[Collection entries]
================

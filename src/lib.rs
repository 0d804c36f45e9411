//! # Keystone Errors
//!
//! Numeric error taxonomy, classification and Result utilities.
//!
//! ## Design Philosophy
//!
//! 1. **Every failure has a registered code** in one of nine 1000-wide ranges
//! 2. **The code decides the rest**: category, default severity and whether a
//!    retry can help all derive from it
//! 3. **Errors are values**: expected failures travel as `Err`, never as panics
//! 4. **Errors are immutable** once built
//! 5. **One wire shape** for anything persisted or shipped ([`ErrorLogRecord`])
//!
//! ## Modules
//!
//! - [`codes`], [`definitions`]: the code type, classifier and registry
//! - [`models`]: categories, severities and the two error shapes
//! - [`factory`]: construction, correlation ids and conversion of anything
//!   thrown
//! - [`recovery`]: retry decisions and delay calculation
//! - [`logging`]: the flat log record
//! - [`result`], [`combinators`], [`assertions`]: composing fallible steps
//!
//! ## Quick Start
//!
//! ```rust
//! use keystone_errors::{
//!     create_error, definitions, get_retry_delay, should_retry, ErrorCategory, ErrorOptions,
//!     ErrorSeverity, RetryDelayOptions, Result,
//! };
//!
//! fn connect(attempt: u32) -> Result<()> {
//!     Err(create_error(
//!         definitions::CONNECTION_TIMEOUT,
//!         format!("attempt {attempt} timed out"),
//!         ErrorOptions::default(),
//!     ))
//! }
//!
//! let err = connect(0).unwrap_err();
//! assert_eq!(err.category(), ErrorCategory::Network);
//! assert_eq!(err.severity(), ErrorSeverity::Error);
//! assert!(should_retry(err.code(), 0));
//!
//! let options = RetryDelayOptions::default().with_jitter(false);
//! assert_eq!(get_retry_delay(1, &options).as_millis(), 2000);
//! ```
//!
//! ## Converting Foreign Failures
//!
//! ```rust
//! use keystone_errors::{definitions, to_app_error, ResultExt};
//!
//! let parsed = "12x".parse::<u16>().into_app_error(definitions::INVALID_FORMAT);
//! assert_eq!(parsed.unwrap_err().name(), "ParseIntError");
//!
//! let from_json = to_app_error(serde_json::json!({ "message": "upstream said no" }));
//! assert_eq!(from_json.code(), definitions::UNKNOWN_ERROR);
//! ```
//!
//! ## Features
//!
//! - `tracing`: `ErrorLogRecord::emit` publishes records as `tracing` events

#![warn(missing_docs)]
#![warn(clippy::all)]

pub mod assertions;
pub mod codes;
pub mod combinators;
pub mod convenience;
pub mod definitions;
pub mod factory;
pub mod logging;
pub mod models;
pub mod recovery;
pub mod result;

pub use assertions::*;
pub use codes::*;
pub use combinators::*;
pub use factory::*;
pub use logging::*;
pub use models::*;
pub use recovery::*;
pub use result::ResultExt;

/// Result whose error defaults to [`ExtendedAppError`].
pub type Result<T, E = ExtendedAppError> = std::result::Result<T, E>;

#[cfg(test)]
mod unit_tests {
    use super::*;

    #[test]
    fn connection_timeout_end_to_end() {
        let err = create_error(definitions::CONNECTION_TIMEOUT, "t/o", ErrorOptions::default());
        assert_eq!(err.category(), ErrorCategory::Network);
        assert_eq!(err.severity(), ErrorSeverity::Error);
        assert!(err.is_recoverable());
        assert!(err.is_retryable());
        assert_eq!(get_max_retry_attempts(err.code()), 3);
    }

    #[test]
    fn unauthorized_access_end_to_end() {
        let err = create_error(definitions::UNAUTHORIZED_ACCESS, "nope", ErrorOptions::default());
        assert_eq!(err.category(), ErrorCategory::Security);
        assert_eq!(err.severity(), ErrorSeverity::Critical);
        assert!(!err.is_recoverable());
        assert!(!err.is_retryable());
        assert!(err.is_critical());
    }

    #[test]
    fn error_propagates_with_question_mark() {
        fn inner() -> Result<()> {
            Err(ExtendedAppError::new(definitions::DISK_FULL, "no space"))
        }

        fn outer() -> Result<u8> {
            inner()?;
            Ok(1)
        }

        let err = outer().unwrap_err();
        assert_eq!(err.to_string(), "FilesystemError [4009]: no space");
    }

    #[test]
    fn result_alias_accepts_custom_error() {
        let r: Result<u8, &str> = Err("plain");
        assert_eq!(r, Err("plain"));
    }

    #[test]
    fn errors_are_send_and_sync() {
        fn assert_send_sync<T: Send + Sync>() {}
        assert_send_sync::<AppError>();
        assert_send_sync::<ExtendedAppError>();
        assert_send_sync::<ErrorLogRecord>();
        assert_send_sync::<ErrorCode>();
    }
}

================

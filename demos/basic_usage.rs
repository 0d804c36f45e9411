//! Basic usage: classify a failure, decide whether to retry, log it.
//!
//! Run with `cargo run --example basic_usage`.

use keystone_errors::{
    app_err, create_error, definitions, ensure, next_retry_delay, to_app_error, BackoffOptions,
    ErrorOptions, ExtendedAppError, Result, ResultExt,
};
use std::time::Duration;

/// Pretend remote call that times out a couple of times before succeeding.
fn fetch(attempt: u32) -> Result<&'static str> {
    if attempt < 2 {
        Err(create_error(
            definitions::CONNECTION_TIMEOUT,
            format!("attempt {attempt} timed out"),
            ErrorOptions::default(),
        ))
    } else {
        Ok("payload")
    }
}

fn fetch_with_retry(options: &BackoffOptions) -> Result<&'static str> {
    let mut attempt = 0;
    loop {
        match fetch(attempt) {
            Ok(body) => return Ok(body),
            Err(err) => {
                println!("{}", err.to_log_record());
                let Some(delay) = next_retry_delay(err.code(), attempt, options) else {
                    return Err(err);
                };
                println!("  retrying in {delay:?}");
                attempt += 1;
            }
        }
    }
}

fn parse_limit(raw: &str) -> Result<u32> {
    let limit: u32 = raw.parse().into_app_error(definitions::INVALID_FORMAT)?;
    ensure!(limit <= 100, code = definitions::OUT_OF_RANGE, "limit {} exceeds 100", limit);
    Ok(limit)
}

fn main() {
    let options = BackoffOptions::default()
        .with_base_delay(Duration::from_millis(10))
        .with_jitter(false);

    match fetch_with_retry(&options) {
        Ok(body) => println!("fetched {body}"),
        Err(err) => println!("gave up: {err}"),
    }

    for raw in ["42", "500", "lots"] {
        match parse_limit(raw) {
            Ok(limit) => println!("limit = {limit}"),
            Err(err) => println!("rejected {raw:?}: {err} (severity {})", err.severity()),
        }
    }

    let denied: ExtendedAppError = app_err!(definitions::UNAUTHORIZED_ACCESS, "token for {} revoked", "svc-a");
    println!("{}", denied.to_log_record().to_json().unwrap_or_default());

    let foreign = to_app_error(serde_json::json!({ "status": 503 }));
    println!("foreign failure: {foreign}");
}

================

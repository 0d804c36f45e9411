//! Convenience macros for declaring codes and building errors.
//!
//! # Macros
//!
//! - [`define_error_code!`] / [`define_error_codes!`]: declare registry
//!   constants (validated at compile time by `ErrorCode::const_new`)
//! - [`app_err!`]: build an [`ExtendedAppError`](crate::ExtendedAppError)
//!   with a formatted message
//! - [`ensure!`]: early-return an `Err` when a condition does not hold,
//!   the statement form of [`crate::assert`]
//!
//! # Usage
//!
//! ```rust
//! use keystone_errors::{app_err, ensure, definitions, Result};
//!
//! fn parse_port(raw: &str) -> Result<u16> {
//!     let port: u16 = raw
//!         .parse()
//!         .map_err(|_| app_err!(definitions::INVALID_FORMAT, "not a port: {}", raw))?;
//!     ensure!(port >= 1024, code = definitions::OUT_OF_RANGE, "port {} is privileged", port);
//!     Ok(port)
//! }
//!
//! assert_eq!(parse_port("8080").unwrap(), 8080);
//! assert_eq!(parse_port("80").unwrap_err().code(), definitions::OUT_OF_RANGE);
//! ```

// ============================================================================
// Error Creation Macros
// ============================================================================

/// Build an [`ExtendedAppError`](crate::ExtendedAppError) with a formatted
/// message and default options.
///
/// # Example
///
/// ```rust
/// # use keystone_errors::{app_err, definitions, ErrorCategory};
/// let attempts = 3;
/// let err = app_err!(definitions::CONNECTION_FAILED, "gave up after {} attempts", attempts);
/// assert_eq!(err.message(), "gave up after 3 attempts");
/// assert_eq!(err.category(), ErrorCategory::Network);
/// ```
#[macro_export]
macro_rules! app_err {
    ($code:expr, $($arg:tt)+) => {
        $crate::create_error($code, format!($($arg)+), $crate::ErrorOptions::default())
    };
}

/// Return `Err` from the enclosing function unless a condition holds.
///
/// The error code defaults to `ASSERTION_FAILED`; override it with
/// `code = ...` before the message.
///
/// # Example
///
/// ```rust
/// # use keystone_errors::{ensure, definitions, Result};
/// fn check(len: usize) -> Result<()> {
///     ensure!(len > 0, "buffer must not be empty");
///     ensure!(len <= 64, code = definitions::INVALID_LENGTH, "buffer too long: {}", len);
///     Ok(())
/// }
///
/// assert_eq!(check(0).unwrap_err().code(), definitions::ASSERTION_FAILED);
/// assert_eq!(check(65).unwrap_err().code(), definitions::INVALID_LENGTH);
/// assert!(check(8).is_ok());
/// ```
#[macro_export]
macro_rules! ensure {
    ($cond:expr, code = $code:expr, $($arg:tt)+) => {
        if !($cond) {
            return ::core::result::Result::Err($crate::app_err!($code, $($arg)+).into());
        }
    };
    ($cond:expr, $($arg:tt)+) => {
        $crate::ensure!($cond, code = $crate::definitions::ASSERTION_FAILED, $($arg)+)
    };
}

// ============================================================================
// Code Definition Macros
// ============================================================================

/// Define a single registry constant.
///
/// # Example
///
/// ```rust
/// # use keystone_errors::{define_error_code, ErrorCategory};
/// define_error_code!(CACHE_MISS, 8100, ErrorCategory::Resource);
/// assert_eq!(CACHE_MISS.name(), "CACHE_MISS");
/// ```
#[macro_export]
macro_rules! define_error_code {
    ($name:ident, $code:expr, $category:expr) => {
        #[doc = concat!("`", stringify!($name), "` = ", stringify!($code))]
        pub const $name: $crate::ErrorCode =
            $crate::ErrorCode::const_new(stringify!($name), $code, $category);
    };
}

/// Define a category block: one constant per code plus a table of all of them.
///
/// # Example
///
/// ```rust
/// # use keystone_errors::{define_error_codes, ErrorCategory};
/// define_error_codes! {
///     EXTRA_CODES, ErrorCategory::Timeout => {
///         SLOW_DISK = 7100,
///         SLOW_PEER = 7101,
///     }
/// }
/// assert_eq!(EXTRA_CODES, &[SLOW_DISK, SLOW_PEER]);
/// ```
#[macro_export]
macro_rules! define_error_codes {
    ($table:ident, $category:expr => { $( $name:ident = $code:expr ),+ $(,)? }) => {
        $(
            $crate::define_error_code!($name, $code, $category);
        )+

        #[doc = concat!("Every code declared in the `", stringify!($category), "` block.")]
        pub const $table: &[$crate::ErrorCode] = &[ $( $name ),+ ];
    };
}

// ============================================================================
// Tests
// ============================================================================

================

### What is being asked
Write out exactly the lines that fall from the line with "filename src/lib.rs" to the line with "classifier and registry" in the records above, keeping both ends.

### Expected answer
filename src/lib.rs
repository 0d804c36f45e9411
//! # Keystone Errors
//!
//! Numeric error taxonomy, classification and Result utilities.
//!
//! ## Design Philosophy
//!
//! 1. **Every failure has a registered code** in one of nine 1000-wide ranges
//! 2. **The code decides the rest**: category, default severity and whether a
//!    retry can help all derive from it
//! 3. **Errors are values**: expected failures travel as `Err`, never as panics
//! 4. **Errors are immutable** once built
//! 5. **One wire shape** for anything persisted or shipped ([`ErrorLogRecord`])
//!
//! ## Modules
//!
//! - [`codes`], [`definitions`]: the code type, classifier and registry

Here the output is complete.